Bologna - Ergreifend nimmt Italien Abschied von einem seiner meistgeschätzten Künstler. Zehntausende Menschen trauerten am Sonntag in Bologna um den verstorbenen italienischen Sänger Lucio Dalla, wo der Liedermacher beigesetzt wurde. Der 68-jähriger Musiker war vergangene Woche in der Schweiz während einer Konzerttournee plötzlich gestorben.
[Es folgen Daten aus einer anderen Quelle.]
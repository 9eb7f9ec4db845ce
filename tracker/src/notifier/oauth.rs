//! OAuth 1.0a request signing (HMAC-SHA1), as required for user-context
//! posts on the X API.

use base64::Engine as _;
use hmac::{Hmac, Mac};
use sha1::Sha1;

use crate::errors::{Result, TrackerError};

type HmacSha1 = Hmac<Sha1>;

/// RFC 3986 percent-encoding: only unreserved characters pass through.
pub fn percent_encode(input: &str) -> String {
    urlencoding::encode(input).into_owned()
}

/// `METHOD&encoded-url&encoded-sorted-params`
pub fn signature_base_string(method: &str, url: &str, params: &[(String, String)]) -> String {
    let mut encoded: Vec<(String, String)> = params
        .iter()
        .map(|(k, v)| (percent_encode(k), percent_encode(v)))
        .collect();
    encoded.sort();
    let param_string = encoded
        .iter()
        .map(|(k, v)| format!("{k}={v}"))
        .collect::<Vec<_>>()
        .join("&");
    format!(
        "{}&{}&{}",
        method.to_ascii_uppercase(),
        percent_encode(url),
        percent_encode(&param_string)
    )
}

/// Base64 HMAC-SHA1 of the base string keyed by both secrets.
pub fn sign(base_string: &str, consumer_secret: &str, token_secret: &str) -> Result<String> {
    let key = format!(
        "{}&{}",
        percent_encode(consumer_secret),
        percent_encode(token_secret)
    );
    let mut mac = HmacSha1::new_from_slice(key.as_bytes())
        .map_err(|e| TrackerError::notify(format!("invalid signing key: {e}")))?;
    mac.update(base_string.as_bytes());
    Ok(base64::engine::general_purpose::STANDARD.encode(mac.finalize().into_bytes()))
}

/// Per-request values that vary between calls.
#[derive(Debug, Clone)]
pub struct OAuthNonce {
    pub nonce: String,
    pub timestamp: i64,
}

impl OAuthNonce {
    pub fn generate(now: chrono::DateTime<chrono::Utc>) -> Self {
        use rand::Rng as _;
        let mut rng = rand::rng();
        let nonce: String = (0..32)
            .map(|_| char::from(rng.sample(rand::distr::Alphanumeric)))
            .collect();
        Self {
            nonce,
            timestamp: now.timestamp(),
        }
    }
}

/// Keys and secrets used to sign a request.
#[derive(Clone)]
pub struct SigningKeys<'a> {
    pub consumer_key: &'a str,
    pub consumer_secret: &'a str,
    pub token: &'a str,
    pub token_secret: &'a str,
}

/// Build the `Authorization: OAuth ...` header value. `extra_params` are
/// the query/form parameters that take part in the signature; JSON bodies
/// do not.
pub fn authorization_header(
    method: &str,
    url: &str,
    keys: &SigningKeys<'_>,
    nonce: &OAuthNonce,
    extra_params: &[(String, String)],
) -> Result<String> {
    let mut oauth_params = vec![
        ("oauth_consumer_key".to_string(), keys.consumer_key.to_string()),
        ("oauth_nonce".to_string(), nonce.nonce.clone()),
        ("oauth_signature_method".to_string(), "HMAC-SHA1".to_string()),
        ("oauth_timestamp".to_string(), nonce.timestamp.to_string()),
        ("oauth_token".to_string(), keys.token.to_string()),
        ("oauth_version".to_string(), "1.0".to_string()),
    ];

    let mut all_params = oauth_params.clone();
    all_params.extend_from_slice(extra_params);
    let base = signature_base_string(method, url, &all_params);
    let signature = sign(&base, keys.consumer_secret, keys.token_secret)?;
    oauth_params.push(("oauth_signature".to_string(), signature));
    oauth_params.sort();

    let fields = oauth_params
        .iter()
        .map(|(k, v)| format!("{}=\"{}\"", percent_encode(k), percent_encode(v)))
        .collect::<Vec<_>>()
        .join(", ");
    Ok(format!("OAuth {fields}"))
}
Insgesamt mehr als 50.000 Menschen erwiesen dem aufgebahrten Dalla am Wochenende in seiner Heimatstadt die letzte Ehre. Zahlreiche Prominente wie Fußballstar Roberto Baggio und Ferrari-Chef Cordero di Montezemolo waren aus ganz Italien angereist. Tränenüberströmte Fans versammelten sich von Samstagmorgen an vor dem Rathaus in Bologna, in dem der Sarg aufgebahrt war. Auf der Piazza Maggiore, dem Hauptplatz der Stadt, ertönten bekannte Lieder des Künstlers, darunter "Caruso" und "Gesù Bambino". Künstler, Politiker und Intellektuelle legten Blumenkränze nieder. Die Stadt hatte halbmast geflaggt.
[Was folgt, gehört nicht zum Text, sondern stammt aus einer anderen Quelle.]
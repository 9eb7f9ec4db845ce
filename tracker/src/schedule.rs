//! Daily trigger time.
//!
//! Runs are started once a day at a fixed wall-clock time (08:00 by
//! default). This module only computes tick times; the CLI owns the sleep
//! loop.

use chrono::{DateTime, Duration, NaiveTime, TimeZone};
use serde::Deserialize;

use crate::errors::{Result, TrackerError};

#[derive(Debug, Clone, Copy, PartialEq, Eq, Deserialize)]
pub struct Schedule {
    #[serde(default = "default_hour")]
    pub hour: u32,
    #[serde(default)]
    pub minute: u32,
}

fn default_hour() -> u32 {
    8
}

impl Default for Schedule {
    fn default() -> Self {
        Self {
            hour: default_hour(),
            minute: 0,
        }
    }
}

impl Schedule {
    pub fn validate(&self) -> Result<()> {
        if self.hour > 23 || self.minute > 59 {
            return Err(TrackerError::config(format!(
                "schedule {:02}:{:02} is not a valid time of day",
                self.hour, self.minute
            )));
        }
        Ok(())
    }

    fn time_of_day(&self) -> Option<NaiveTime> {
        NaiveTime::from_hms_opt(self.hour, self.minute, 0)
    }

    /// Next tick strictly after `now`, in `now`'s time zone. Days where the
    /// tick falls into a DST gap are skipped.
    pub fn next_after<Tz: TimeZone>(&self, now: &DateTime<Tz>) -> Option<DateTime<Tz>> {
        let time = self.time_of_day()?;
        let tz = now.timezone();
        let today = now.date_naive();
        (0..=2).find_map(|offset| {
            let date = today.checked_add_signed(Duration::days(offset))?;
            let candidate = tz.from_local_datetime(&date.and_time(time)).earliest()?;
            (candidate > *now).then_some(candidate)
        })
    }
}
use std::convert::Infallible;
use std::sync::Arc;

use async_trait::async_trait;
use axum::{
    extract::{FromRef, FromRequestParts},
    http::{header, request::Parts},
};
use chrono::{DateTime, Utc};

use crate::models::{Identity, SessionEnvelope};

/// ResolveReason
///
/// Why a request resolved to "unauthenticated". The reasons are distinguished
/// for diagnostics only; the access policy treats all of them identically.
#[derive(Debug, Clone, Copy, PartialEq, Eq)]
pub enum ResolveReason {
    /// The session cookie was absent from the request. No network call was made.
    NoCookie,
    /// The session authority answered with a non-2xx status.
    FetchFailed,
    /// The authority answered 2xx but the body was malformed or carried no user.
    EmptySession,
    /// The envelope carried a user whose session has already expired.
    Expired,
    /// The authority call itself failed (connection refused, timeout, DNS).
    Error,
}

impl ResolveReason {
    pub fn as_str(self) -> &'static str {
        match self {
            Self::NoCookie => "no-cookie",
            Self::FetchFailed => "fetch-failed",
            Self::EmptySession => "empty-session",
            Self::Expired => "expired",
            Self::Error => "error",
        }
    }
}

/// ResolvedSession
///
/// The outcome of one session resolution. This is the core output of the
/// Session Resolver: either a full identity, or "unauthenticated" with a
/// diagnostic reason. Resolution never fails with an error; every failure
/// mode collapses into `Unauthenticated` (fail closed).
#[derive(Debug, Clone, PartialEq)]
pub enum ResolvedSession {
    Authenticated(Identity),
    Unauthenticated(ResolveReason),
}

impl ResolvedSession {
    /// The identity, if one was resolved. This is the shape the access policy consumes.
    pub fn identity(&self) -> Option<&Identity> {
        match self {
            Self::Authenticated(identity) => Some(identity),
            Self::Unauthenticated(_) => None,
        }
    }
}

/// SessionAuthority Trait
///
/// Defines the abstract contract for translating an inbound request's cookie
/// header into a `ResolvedSession`. This is the seam that allows the handlers
/// to be tested against mock authorities without a network, while production
/// uses the HTTP-backed implementation below.
///
/// **Send + Sync + async_trait** are required to make the trait object
/// (`Arc<dyn SessionAuthority>`) safely shareable across Axum's asynchronous
/// task boundaries.
#[async_trait]
pub trait SessionAuthority: Send + Sync {
    /// Resolve the raw `Cookie` header value (if any) into a session.
    ///
    /// Implementations must be one-shot: no retries, no caching. A failed
    /// resolution is simply "unauthenticated" for this navigation; the caller
    /// re-resolves on the next one.
    async fn resolve(&self, cookie_header: Option<&str>) -> ResolvedSession;
}

/// AuthorityState
///
/// The concrete type used to share the session authority across the application state.
pub type AuthorityState = Arc<dyn SessionAuthority>;

/// HttpSessionAuthority
///
/// The production implementation: one synchronous `GET {base}/get-session`
/// per resolution, forwarding the browser's cookie header unchanged.
pub struct HttpSessionAuthority {
    client: reqwest::Client,
    base_url: String,
    cookie_name: String,
}

impl HttpSessionAuthority {
    /// Constructs the authority client from the configured base URL and
    /// session cookie name.
    pub fn new(base_url: &str, cookie_name: &str) -> Self {
        Self {
            client: reqwest::Client::new(),
            base_url: base_url.trim_end_matches('/').to_string(),
            cookie_name: cookie_name.to_string(),
        }
    }
}

#[async_trait]
impl SessionAuthority for HttpSessionAuthority {
    /// resolve
    ///
    /// The entire process involves:
    /// 1. Fast Reject: if the named session cookie is absent, return
    ///    `no-cookie` without touching the network.
    /// 2. Authority Fetch: one GET to `/get-session`, forwarding the cookie
    ///    header verbatim.
    /// 3. Classification: map status, body, and expiry onto a `ResolvedSession`.
    ///
    /// Every network or decode failure is caught and converted into an
    /// `Unauthenticated` result; this method never returns an error.
    async fn resolve(&self, cookie_header: Option<&str>) -> ResolvedSession {
        // 1. Fast Reject
        let Some(cookies) = cookie_header else {
            return ResolvedSession::Unauthenticated(ResolveReason::NoCookie);
        };
        if session_token(cookies, &self.cookie_name).is_none() {
            return ResolvedSession::Unauthenticated(ResolveReason::NoCookie);
        }

        // 2. Authority Fetch
        let url = format!("{}/get-session", self.base_url);
        let response = match self
            .client
            .get(&url)
            .header(header::COOKIE, cookies)
            .send()
            .await
        {
            Ok(response) => response,
            Err(e) => {
                // Upstream unavailable is logged but otherwise indistinguishable
                // from any other unauthenticated outcome.
                tracing::warn!("session authority unreachable: {:?}", e);
                return ResolvedSession::Unauthenticated(ResolveReason::Error);
            }
        };

        if !response.status().is_success() {
            tracing::debug!(
                status = %response.status(),
                "session authority rejected the session fetch"
            );
            return ResolvedSession::Unauthenticated(ResolveReason::FetchFailed);
        }

        // 3. Classification
        let envelope = match response.json::<SessionEnvelope>().await {
            Ok(envelope) => envelope,
            Err(e) => {
                tracing::debug!("malformed session envelope: {:?}", e);
                return ResolvedSession::Unauthenticated(ResolveReason::EmptySession);
            }
        };

        classify_envelope(envelope, Utc::now())
    }
}

/// session_token
///
/// Extracts the value of the named session cookie from a raw `Cookie` header.
/// Returns `None` when the cookie is not present, which lets the resolver skip
/// the authority call entirely.
pub fn session_token<'a>(cookie_header: &'a str, cookie_name: &str) -> Option<&'a str> {
    cookie_header.split(';').find_map(|pair| {
        let (name, value) = pair.trim().split_once('=')?;
        (name == cookie_name).then_some(value)
    })
}

/// classify_envelope
///
/// Pure classification of a decoded authority response. A missing `user` means
/// "no active session"; an `expiresAt` at or before `now` invalidates an
/// otherwise well-formed session.
pub fn classify_envelope(envelope: SessionEnvelope, now: DateTime<Utc>) -> ResolvedSession {
    let Some(user) = envelope.user else {
        return ResolvedSession::Unauthenticated(ResolveReason::EmptySession);
    };

    if let Some(expires_at) = envelope.expires_at {
        if expires_at <= now {
            return ResolvedSession::Unauthenticated(ResolveReason::Expired);
        }
    }

    ResolvedSession::Authenticated(Identity {
        id: user.id,
        email: user.email,
        role: user.role,
        banned: user.banned,
    })
}

/// CurrentSession Extractor
///
/// Makes `ResolvedSession` usable as a handler argument. Extraction is
/// infallible: an unauthenticated request still yields a value, and the
/// handler decides what that means for its endpoint.
#[derive(Debug, Clone)]
pub struct CurrentSession(pub ResolvedSession);

impl<S> FromRequestParts<S> for CurrentSession
where
    S: Send + Sync,
    // Allows the extractor to pull the session authority from the app state.
    AuthorityState: FromRef<S>,
{
    type Rejection = Infallible;

    async fn from_request_parts(parts: &mut Parts, state: &S) -> Result<Self, Self::Rejection> {
        let authority = AuthorityState::from_ref(state);
        let cookies = parts
            .headers
            .get(header::COOKIE)
            .and_then(|value| value.to_str().ok());
        Ok(Self(authority.resolve(cookies).await))
    }
}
Als Dallas mit roten Rosen und einer Zigarette geschmückter Sarg in die Basilika St. Petronius gebracht wurde, brandete Applaus auf. Der Trauergottesdienst wurde per Lautsprecher auf den Vorplatz übertragen, auf dem ein großes Foto an den Verstorbenen erinnerte. In Italiens Fußballstadien wurde seiner gedacht. Die Bischöfe hatten jedoch darum gebeten, in der Trauerzeremonie keine Lieder des als gläubig bekannten Sängers zu spielen. So wurde lediglich am Ende sein Text "Le Rondini" (Die Schwalben) verlesen, eines der vielen Lieder Dallas über den Sinn des Lebens.
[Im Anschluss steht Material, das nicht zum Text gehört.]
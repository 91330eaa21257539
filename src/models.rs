use chrono::{DateTime, Utc};
use serde::{Deserialize, Serialize};
use ts_rs::TS;
use utoipa::ToSchema;

// --- Core Identity Schemas ---

/// Role
///
/// The closed set of roles a marketplace user can hold. Exactly one role per user.
///
/// Modeling this as an enum (rather than a free-form string) makes every role-home
/// lookup and role-scoped route match exhaustive: adding a fourth role without
/// updating the policy table is a compile error, not a runtime surprise.
/// The wire form is uppercase (`"STUDENT"`, `"TUTOR"`, `"ADMIN"`), matching the
/// session authority's payload.
#[derive(Debug, Clone, Copy, PartialEq, Eq, Serialize, Deserialize, TS, ToSchema)]
#[serde(rename_all = "UPPERCASE")]
#[ts(export)]
pub enum Role {
    Student,
    Tutor,
    Admin,
}

impl Role {
    /// The uppercase wire form, used for the `x-auth-role` response header.
    pub fn as_str(self) -> &'static str {
        match self {
            Self::Student => "STUDENT",
            Self::Tutor => "TUTOR",
            Self::Admin => "ADMIN",
        }
    }
}

/// Identity
///
/// The resolved identity of the requesting user, as derived from a session token
/// by the session authority. This is the sole input (besides the requested path)
/// to the access policy. It is fetched fresh on every navigation decision and
/// never cached or mutated by the gate.
#[derive(Debug, Clone, PartialEq, Serialize, Deserialize)]
pub struct Identity {
    // Opaque unique identifier assigned by the auth service.
    pub id: String,
    pub email: String,
    // The RBAC field: exactly one of the three marketplace roles.
    pub role: Role,
    // When true, access to any non-public route is denied regardless of role.
    pub banned: bool,
}

// --- Session Authority Wire Schemas (Input) ---

/// SessionUser
///
/// The `user` object inside the session authority's response body. Only the fields
/// the policy needs are modeled; unknown fields are ignored.
#[derive(Debug, Clone, Deserialize)]
pub struct SessionUser {
    pub id: String,
    pub name: Option<String>,
    pub email: String,
    pub role: Role,
    // Some authority versions omit the flag for users that were never moderated.
    #[serde(default)]
    pub banned: bool,
}

/// SessionEnvelope
///
/// The full response body of `GET {auth_base_url}/get-session`. A body without a
/// `user` field is a valid response meaning "no active session".
#[derive(Debug, Clone, Deserialize, Default)]
#[serde(rename_all = "camelCase")]
pub struct SessionEnvelope {
    #[serde(default)]
    pub user: Option<SessionUser>,
    // Session validity is time-bounded. An `expiresAt` in the past is treated
    // the same as an absent session.
    #[serde(default)]
    pub expires_at: Option<DateTime<Utc>>,
}

// --- Gate API Schemas (Output) ---

/// IdentityResponse
///
/// Output schema for the diagnostic `GET /session` endpoint. This is the shape the
/// marketplace frontend consumes when it needs to render identity-dependent chrome
/// without performing its own session fetch.
#[derive(Debug, Clone, Serialize, Deserialize, TS, ToSchema)]
#[ts(export)]
pub struct IdentityResponse {
    pub id: String,
    pub email: String,
    pub role: Role,
    pub banned: bool,
}

impl From<Identity> for IdentityResponse {
    fn from(identity: Identity) -> Self {
        Self {
            id: identity.id,
            email: identity.email,
            role: identity.role,
            banned: identity.banned,
        }
    }
}
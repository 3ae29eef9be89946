use super::job::{TranscodeHandle, TranscodeJob};

/// Launches transcodes without blocking the caller.
///
/// Implementations must resolve every returned handle exactly once, and must kill the
/// work and release `job.output_path` themselves when the handle is dropped early.
pub trait TranscodeInvoker: Send + Sync {
    fn start(&self, job: TranscodeJob) -> TranscodeHandle;
}
//! Remove-audio request flow
//!
//! `Received -> Staged -> Transcoding -> {Completed, Failed}`. Every staged file is owned
//! by a [`quietreel_storage::StagedFile`] guard, so a dropped request future (client
//! abort) still removes whatever it had staged.

use crate::error::{storage_error, transcode_error};
use crate::services::intake;
use crate::state::AppState;
use axum::extract::Multipart;
use quietreel_core::AppError;
use quietreel_processing::validator::storage_filename;
use quietreel_processing::{ProcessedFile, TranscodeJob, TranscodeOutcome};
use quietreel_storage::{Namespace, StagedFile};

/// Stage the upload, strip its audio and hand back the processed file.
///
/// The upload is released as soon as the transcoder finishes; on failure the output
/// is released too. On success the caller owns the [`ProcessedFile`] and its cleanup.
pub async fn remove_audio(
    state: &AppState,
    multipart: Multipart,
) -> Result<ProcessedFile, AppError> {
    let upload = intake::accept(multipart, state.staging.as_ref(), &state.validator).await?;

    let output = state
        .staging
        .allocate(
            Namespace::Processed,
            &storage_filename(&upload.original_filename, &upload.content_type),
        )
        .await
        .map_err(storage_error)?;

    let job = TranscodeJob {
        input_path: upload.path().to_path_buf(),
        output_path: output.path().to_path_buf(),
    };
    tracing::info!(
        input = %job.input_path.display(),
        output = %job.output_path.display(),
        "Transcoding"
    );

    let outcome = state.transcoder.start(job).await;

    let download_filename = upload.download_filename();
    let content_type = upload.output_content_type();
    release_quietly(upload.staged, "upload").await;

    match outcome {
        TranscodeOutcome::Succeeded {
            output_bytes,
            elapsed,
        } => {
            let size_bytes = output.size_on_disk().await.map_err(storage_error)?;
            tracing::info!(
                download_filename = %download_filename,
                reported_bytes = output_bytes,
                size_bytes,
                duration_ms = elapsed.as_millis(),
                "Audio removed"
            );
            Ok(ProcessedFile {
                download_filename,
                content_type,
                size_bytes,
                staged: output,
            })
        }
        TranscodeOutcome::Failed(err) => {
            tracing::error!(error = %err, "Transcode failed");
            release_quietly(output, "output").await;
            Err(transcode_error(err))
        }
    }
}

/// Cleanup failures are logged, never surfaced to the client
pub async fn release_quietly(staged: StagedFile, role: &'static str) {
    let file_name = staged.file_name().to_string();
    match staged.release().await {
        Ok(()) => tracing::debug!(role, file = %file_name, "Released staged file"),
        Err(e) => {
            tracing::warn!(role, file = %file_name, error = %e, "Failed to release staged file")
        }
    }
}
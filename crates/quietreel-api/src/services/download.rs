//! Streams a processed file to the client and removes it afterwards

use bytes::Bytes;
use futures::Stream;
use quietreel_processing::ProcessedFile;
use quietreel_storage::StagedFile;
use std::io;
use std::pin::Pin;
use std::task::{Context, Poll};
use tokio_util::io::ReaderStream;

/// Faults after the response head has been sent; these can only be logged.
#[derive(Debug, thiserror::Error)]
pub enum StreamingError {
    #[error("client disconnected after {sent} of {total} bytes")]
    ClientDisconnect { sent: u64, total: u64 },

    #[error("failed to read processed file: {0}")]
    Io(#[from] io::Error),
}

/// File body that owns its [`StagedFile`].
///
/// The file is released once the stream is exhausted. If the stream is dropped early
/// (client went away) or fails mid-read, the guard's `Drop` removes the file instead.
pub struct StagedFileStream {
    inner: ReaderStream<tokio::fs::File>,
    staged: Option<StagedFile>,
    sent: u64,
    total: u64,
}

impl StagedFileStream {
    pub async fn open(processed: ProcessedFile) -> io::Result<Self> {
        let file = tokio::fs::File::open(processed.path()).await?;
        Ok(Self {
            inner: ReaderStream::new(file),
            staged: Some(processed.staged),
            sent: 0,
            total: processed.size_bytes,
        })
    }

    fn finish(&mut self) {
        if let Some(staged) = self.staged.take() {
            tracing::debug!(sent = self.sent, "Processed file streamed");
            tokio::spawn(async move {
                let file_name = staged.file_name().to_string();
                if let Err(e) = staged.release().await {
                    tracing::warn!(file = %file_name, error = %e, "Failed to release streamed file");
                }
            });
        }
    }
}

impl Stream for StagedFileStream {
    type Item = io::Result<Bytes>;

    fn poll_next(self: Pin<&mut Self>, cx: &mut Context<'_>) -> Poll<Option<Self::Item>> {
        let this = self.get_mut();
        match Pin::new(&mut this.inner).poll_next(cx) {
            Poll::Ready(Some(Ok(chunk))) => {
                this.sent += chunk.len() as u64;
                Poll::Ready(Some(Ok(chunk)))
            }
            Poll::Ready(Some(Err(e))) => {
                let kind = e.kind();
                let err = StreamingError::from(e);
                tracing::error!(error = %err, "Streaming failed");
                // Dropping the guard removes the file
                this.staged = None;
                Poll::Ready(Some(Err(io::Error::new(kind, err))))
            }
            Poll::Ready(None) => {
                this.finish();
                Poll::Ready(None)
            }
            Poll::Pending => Poll::Pending,
        }
    }
}

impl Drop for StagedFileStream {
    fn drop(&mut self) {
        if self.staged.is_some() {
            let err = StreamingError::ClientDisconnect {
                sent: self.sent,
                total: self.total,
            };
            tracing::warn!(error = %err, "Streaming failed");
        }
    }
}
Dalla hätte am Sonntag seinen 69. Geburtstag gefeiert. Der Sänger starb am vergangenen Donnerstag im Schweizer Montreux an einem Herzinfarkt. Dallas sozialkritische und poetisch-melancholische Lieder sind bei mehreren Generationen beliebt. Der Künstler, zu dessen bekanntesten Liedern "Caruso" - eine für Startenor Luciano Pavarotti geschriebene Hommage an die Opernlegende Enrico Caruso - gehörte, zählte in Italien zu den bedeutendsten Musikern der vergangenen 30 Jahre. Weitere bekannte Titel waren "Se io fossi un angelo" und "Tu non mi basti mai". Auch außerhalb seiner italienischen Heimat hatte Dalla viele Fans.